*Directions for this task*:
Repeat exactly, please, the lines that begin at the start of the listing and end at the line holding "use arc_swap::ArcSwap;".

*Material provided*:
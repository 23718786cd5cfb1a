#[macro_use] extern crate log;

#[macro_use] pub mod core;
pub mod il2cpp;

/** Windows **/
#[cfg(target_os = "windows")]
mod windows;

#[cfg(target_os = "windows")]
use windows::{log_impl, game_impl, symbols_impl, interceptor_impl};

/** Unix (test and tooling host, no loader entry point) **/
#[cfg(unix)]
mod unix;

#[cfg(unix)]
use unix::{log_impl, game_impl, symbols_impl, interceptor_impl};
use crate::{core::registry::HookRegistry, il2cpp::symbols::Il2CppMetadata};

use super::Detour;

mod TopdownCameraSystem;
mod CursorPositionSystem;
mod GamepadCursorSystem;

pub fn init(metadata: &Il2CppMetadata, detour: &Detour, registry: &mut HookRegistry) {
    get_assembly_image_or_return!(metadata, image, c"ProjectM.dll");

    TopdownCameraSystem::init(metadata, detour, registry, image);
    CursorPositionSystem::init(metadata, detour, registry, image);
    GamepadCursorSystem::init(metadata, detour, registry, image);
}
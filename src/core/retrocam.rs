use std::{fs, path::{Path, PathBuf}, process, sync::{atomic::{self, AtomicBool}, Arc, Mutex, RwLock}};

use arc_swap::ArcSwap;
use fnv::FnvHashSet;
use once_cell::sync::OnceCell;
use serde::{Deserialize, Serialize};

use crate::il2cpp;

use super::{game::Game, listener::HookListener, registry::HookRegistry, resolver::ResolverConfig, utils, Error, Interceptor};

pub struct RetroCam {
    // Hooking stuff
    pub interceptor: Arc<Interceptor>,
    pub hooking_finished: AtomicBool,
    registry: Mutex<Option<HookRegistry>>,
    listener: RwLock<Option<Arc<dyn HookListener>>>,

    // Shared properties
    pub game: Game,
    pub config: ArcSwap<Config>
}

static INSTANCE: OnceCell<Arc<RetroCam>> = OnceCell::new();

impl RetroCam {
    pub fn init() -> bool {
        if INSTANCE.get().is_some() {
            warn!("RetroCam should be initialized only once");
            return true;
        }

        let instance = match Self::new() {
            Ok(v) => v,
            Err(e) => {
                super::log::init(false, None); // early init to log error
                error!("Init failed: {}", e);
                return false;
            }
        };

        super::log::init(instance.config.load().debug_mode, Some(&instance.game.data_dir));

        info!("RetroCam {}", env!("RETROCAM_DISPLAY_VERSION"));
        INSTANCE.set(Arc::new(instance)).is_ok()
    }

    pub fn instance() -> Arc<RetroCam> {
        INSTANCE.get().unwrap_or_else(|| {
            error!("FATAL: Attempted to get RetroCam instance before initialization");
            process::exit(1);
        }).clone()
    }

    pub fn try_instance() -> Option<Arc<RetroCam>> {
        INSTANCE.get().cloned()
    }

    fn new() -> Result<RetroCam, Error> {
        let game = Game::init();
        let config = Self::load_config(&game.data_dir)?;
        Ok(Self::with_parts(game, config, Interceptor::default()))
    }

    pub fn with_parts(game: Game, config: Config, interceptor: Interceptor) -> RetroCam {
        RetroCam {
            interceptor: Arc::new(interceptor),
            hooking_finished: AtomicBool::new(false),
            registry: Mutex::default(),
            listener: RwLock::default(),

            game,
            config: ArcSwap::new(Arc::new(config))
        }
    }

    pub fn load_config(data_dir: &Path) -> Result<Config, Error> {
        let config_path = data_dir.join("config.json");
        if fs::metadata(&config_path).is_ok() {
            let json = fs::read_to_string(&config_path)?;
            let mut config: Config = serde_json::from_str(&json)?;
            config.sanitize();
            Ok(config)
        }
        else {
            Ok(Config::default())
        }
    }

    pub fn reload_config(&self) {
        let new_config = match Self::load_config(&self.game.data_dir) {
            Ok(v) => v,
            Err(e) => {
                error!("Failed to reload config: {}", e);
                return;
            }
        };
        self.config.store(Arc::new(new_config));
    }

    pub fn save_and_reload_config(&self, mut config: Config) -> Result<(), Error> {
        config.sanitize();
        fs::create_dir_all(&self.game.data_dir)?;
        utils::write_json_file(&config, &self.get_data_path("config.json"))?;

        self.config.store(Arc::new(config));
        Ok(())
    }

    pub fn get_data_path<P: AsRef<Path>>(&self, rel_path: P) -> PathBuf {
        self.game.data_dir.join(rel_path)
    }

    pub fn set_listener(&self, listener: impl HookListener + 'static) {
        *self.listener.write().unwrap() = Some(Arc::new(listener));
    }

    pub fn clear_listener(&self) {
        *self.listener.write().unwrap() = None;
    }

    pub fn listener(&self) -> Option<Arc<dyn HookListener>> {
        self.listener.read().unwrap().clone()
    }

    /// Runs once the runtime is up and its metadata can be queried.
    pub fn on_il2cpp_initialized(&self) {
        // Prevent double initialization
        if self.hooking_finished.swap(true, atomic::Ordering::Relaxed) {
            return;
        }

        info!("il2cpp finished initializing");
        if let Err(e) = il2cpp::symbols::init() {
            error!("Failed to load il2cpp API: {}", e);
            return;
        }

        self.install_hooks();
    }

    /// Installs every camera hook into a fresh registry, removing the current one first.
    /// Returns false if any hook failed.
    pub fn install_hooks(&self) -> bool {
        self.install_hooks_with(il2cpp::hook::init)
    }

    fn install_hooks_with(&self, install: impl FnOnce(&mut HookRegistry)) -> bool {
        let mut current = self.registry.lock().unwrap();
        if !Self::dispose_registry(&mut current) {
            return false;
        }

        let config = self.config.load();
        let mut registry = HookRegistry::new(config.disabled_hooks.iter().cloned());
        install(&mut registry);

        let succeeded = registry.succeeded();
        if succeeded {
            info!("Installed {} hooks", registry.installed_count());
        }
        else {
            warn!("{} hooks failed to install", registry.failures().len());
        }

        *current = Some(registry);
        succeeded
    }

    /// Removes the camera hooks and installs them again with the current config.
    pub fn reinstall_hooks(&self) -> bool {
        self.reinstall_hooks_with(il2cpp::hook::init)
    }

    fn reinstall_hooks_with(&self, install: impl FnOnce(&mut HookRegistry)) -> bool {
        if !self.hooking_finished.load(atomic::Ordering::Relaxed) {
            warn!("Hooks can't be reinstalled before il2cpp is initialized");
            return false;
        }

        self.install_hooks_with(install)
    }

    /// Removes the camera hooks, keeping the loader hooks. Returns false if some hooks could not
    /// be removed; those stay registered.
    pub fn dispose_hooks(&self) -> bool {
        Self::dispose_registry(&mut self.registry.lock().unwrap())
    }

    fn dispose_registry(current: &mut Option<HookRegistry>) -> bool {
        let Some(registry) = current.as_mut() else {
            return true;
        };

        let removed = registry.dispose_all();
        info!("Removed {} hooks", removed);

        let remaining = registry.installed_count();
        if remaining != 0 {
            error!("{} hooks could not be removed", remaining);
            return false;
        }

        *current = None;
        true
    }

    /// Removes everything this plugin has hooked.
    pub fn dispose(&self) -> bool {
        let hooks_removed = self.dispose_hooks();
        match self.interceptor.unhook_all() {
            Ok(()) => hooks_removed,
            Err(e) => {
                error!("Failed to remove hooks: {}", e);
                false
            }
        }
    }

    pub fn with_registry<R>(&self, f: impl FnOnce(&HookRegistry) -> R) -> Option<R> {
        self.registry.lock().unwrap().as_ref().map(f)
    }
}

fn default_serde_instance<'a, T: Deserialize<'a>>() -> Option<T> {
    let empty_data = std::iter::empty::<((), ())>();
    let empty_deserializer = serde::de::value::MapDeserializer::<_, serde::de::value::Error>::new(empty_data);
    T::deserialize(empty_deserializer).ok()
}

#[derive(Deserialize, Serialize, Clone, Debug)]
pub struct Config {
    #[serde(default)]
    pub debug_mode: bool,
    #[serde(default = "Config::default_enabled")]
    pub enabled: bool,
    #[serde(default)]
    pub disabled_hooks: FnvHashSet<String>,
    #[serde(default)]
    pub resolver: ResolverConfig,
    #[serde(default = "Config::default_min_zoom")]
    pub min_zoom: f32,
    #[serde(default = "Config::default_max_zoom")]
    pub max_zoom: f32,
    /// Percent of the screen width.
    #[serde(default)]
    pub aim_offset_x: f32,
    /// Percent of the screen height.
    #[serde(default)]
    pub aim_offset_y: f32
}

impl Config {
    pub const MIN_ZOOM_RANGE: (f32, f32) = (1.0, 15.0);
    pub const MAX_ZOOM_RANGE: (f32, f32) = (5.0, 30.0);
    pub const AIM_OFFSET_RANGE: (f32, f32) = (-25.0, 25.0);

    fn default_enabled() -> bool { true }
    fn default_min_zoom() -> f32 { 1.0 }
    fn default_max_zoom() -> f32 { 15.0 }

    /// Clamps values edited by hand into the ranges the camera can use.
    pub fn sanitize(&mut self) {
        let clamp = |v: f32, (min, max): (f32, f32), default: f32| {
            if v.is_finite() { v.clamp(min, max) } else { default }
        };

        self.min_zoom = clamp(self.min_zoom, Self::MIN_ZOOM_RANGE, Self::default_min_zoom());
        self.max_zoom = clamp(self.max_zoom, Self::MAX_ZOOM_RANGE, Self::default_max_zoom());
        if self.max_zoom < self.min_zoom {
            self.max_zoom = self.min_zoom.max(Self::MAX_ZOOM_RANGE.0);
        }
        self.aim_offset_x = clamp(self.aim_offset_x, Self::AIM_OFFSET_RANGE, 0.0);
        self.aim_offset_y = clamp(self.aim_offset_y, Self::AIM_OFFSET_RANGE, 0.0);

        let defaults = ResolverConfig::default();
        if self.resolver.max_hops == 0 {
            self.resolver.max_hops = defaults.max_hops;
        }
        if self.resolver.max_instructions == 0 {
            self.resolver.max_instructions = defaults.max_instructions;
        }
        if self.resolver.scan_window == 0 {
            self.resolver.scan_window = defaults.scan_window;
        }
    }

    /// Aim point offset in pixels for a screen of the given size.
    pub fn aim_offset_pixels(&self, screen_width: i32, screen_height: i32) -> (i32, i32) {
        (
            (screen_width as f32 * (self.aim_offset_x / 100.0)) as i32,
            (screen_height as f32 * (self.aim_offset_y / 100.0)) as i32
        )
    }
}

impl Default for Config {
    fn default() -> Self {
        default_serde_instance().expect("default instance")
    }
}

*Solution to the exercise*:
repository 23718786cd5cfb1a
#[macro_use] extern crate log;

#[macro_use] pub mod core;
pub mod il2cpp;

/** Windows **/
#[cfg(target_os = "windows")]
mod windows;

#[cfg(target_os = "windows")]
use windows::{log_impl, game_impl, symbols_impl, interceptor_impl};

/** Unix (test and tooling host, no loader entry point) **/
#[cfg(unix)]
mod unix;

#[cfg(unix)]
use unix::{log_impl, game_impl, symbols_impl, interceptor_impl};
use crate::{core::registry::HookRegistry, il2cpp::symbols::Il2CppMetadata};

use super::Detour;

mod TopdownCameraSystem;
mod CursorPositionSystem;
mod GamepadCursorSystem;

pub fn init(metadata: &Il2CppMetadata, detour: &Detour, registry: &mut HookRegistry) {
    get_assembly_image_or_return!(metadata, image, c"ProjectM.dll");

    TopdownCameraSystem::init(metadata, detour, registry, image);
    CursorPositionSystem::init(metadata, detour, registry, image);
    GamepadCursorSystem::init(metadata, detour, registry, image);
}
filename src/core/retrocam.rs
use std::{fs, path::{Path, PathBuf}, process, sync::{atomic::{self, AtomicBool}, Arc, Mutex, RwLock}};

use arc_swap::ArcSwap;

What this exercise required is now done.